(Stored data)

* * * * * * *

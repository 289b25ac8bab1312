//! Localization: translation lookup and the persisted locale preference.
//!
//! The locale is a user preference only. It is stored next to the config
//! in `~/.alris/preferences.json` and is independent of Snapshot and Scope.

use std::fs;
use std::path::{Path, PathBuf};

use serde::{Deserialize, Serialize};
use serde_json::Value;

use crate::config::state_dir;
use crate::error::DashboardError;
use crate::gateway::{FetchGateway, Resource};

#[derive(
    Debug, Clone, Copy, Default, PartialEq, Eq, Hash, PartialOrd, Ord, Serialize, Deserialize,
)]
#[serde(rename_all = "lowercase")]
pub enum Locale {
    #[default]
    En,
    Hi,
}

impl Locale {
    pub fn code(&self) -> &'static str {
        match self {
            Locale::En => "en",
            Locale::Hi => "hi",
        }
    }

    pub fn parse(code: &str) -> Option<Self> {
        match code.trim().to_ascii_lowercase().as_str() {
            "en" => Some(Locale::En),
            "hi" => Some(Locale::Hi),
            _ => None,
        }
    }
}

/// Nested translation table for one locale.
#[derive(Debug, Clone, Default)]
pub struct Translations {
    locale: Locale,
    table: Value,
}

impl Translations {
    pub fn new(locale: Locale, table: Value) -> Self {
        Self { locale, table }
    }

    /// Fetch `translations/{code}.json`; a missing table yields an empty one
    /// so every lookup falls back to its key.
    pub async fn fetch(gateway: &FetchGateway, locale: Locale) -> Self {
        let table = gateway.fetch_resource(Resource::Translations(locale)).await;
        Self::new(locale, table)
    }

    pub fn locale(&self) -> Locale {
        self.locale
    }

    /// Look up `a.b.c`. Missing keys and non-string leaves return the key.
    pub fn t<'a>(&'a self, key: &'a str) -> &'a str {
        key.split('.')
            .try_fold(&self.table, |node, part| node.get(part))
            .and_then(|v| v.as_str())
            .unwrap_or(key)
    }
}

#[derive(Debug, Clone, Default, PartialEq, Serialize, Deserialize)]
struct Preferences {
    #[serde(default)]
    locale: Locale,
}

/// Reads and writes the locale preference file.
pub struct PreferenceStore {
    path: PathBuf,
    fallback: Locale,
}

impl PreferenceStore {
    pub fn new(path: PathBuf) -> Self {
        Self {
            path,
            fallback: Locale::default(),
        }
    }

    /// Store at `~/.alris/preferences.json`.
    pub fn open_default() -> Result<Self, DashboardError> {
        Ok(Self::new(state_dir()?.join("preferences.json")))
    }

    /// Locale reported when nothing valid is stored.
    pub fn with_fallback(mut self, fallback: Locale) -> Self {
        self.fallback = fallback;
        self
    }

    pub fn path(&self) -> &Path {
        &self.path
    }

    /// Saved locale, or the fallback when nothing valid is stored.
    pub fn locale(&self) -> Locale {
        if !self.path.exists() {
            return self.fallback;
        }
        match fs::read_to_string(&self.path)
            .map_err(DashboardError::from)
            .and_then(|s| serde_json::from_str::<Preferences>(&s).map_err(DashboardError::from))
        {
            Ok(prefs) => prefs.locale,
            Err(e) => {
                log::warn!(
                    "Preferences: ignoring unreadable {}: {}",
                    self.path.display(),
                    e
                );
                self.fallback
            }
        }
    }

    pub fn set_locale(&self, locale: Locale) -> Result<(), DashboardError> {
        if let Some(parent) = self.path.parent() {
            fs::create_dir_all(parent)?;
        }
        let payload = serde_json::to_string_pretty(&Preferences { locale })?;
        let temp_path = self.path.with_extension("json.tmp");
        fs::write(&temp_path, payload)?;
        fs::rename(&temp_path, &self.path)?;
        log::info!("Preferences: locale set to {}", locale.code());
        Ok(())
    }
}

* * * * * * *

Problem description.
Copy the lines above exactly, beginning at the line that has "let payload = serde_json::to_string_pretty(&Preferences" and stopping after the line that has "fs::rename(&temp_path, &self.path)?;", and omit the rest.

Response area.
        let payload = serde_json::to_string_pretty(&Preferences { locale })?;
        let temp_path = self.path.with_extension("json.tmp");
        fs::write(&temp_path, payload)?;
        fs::rename(&temp_path, &self.path)?;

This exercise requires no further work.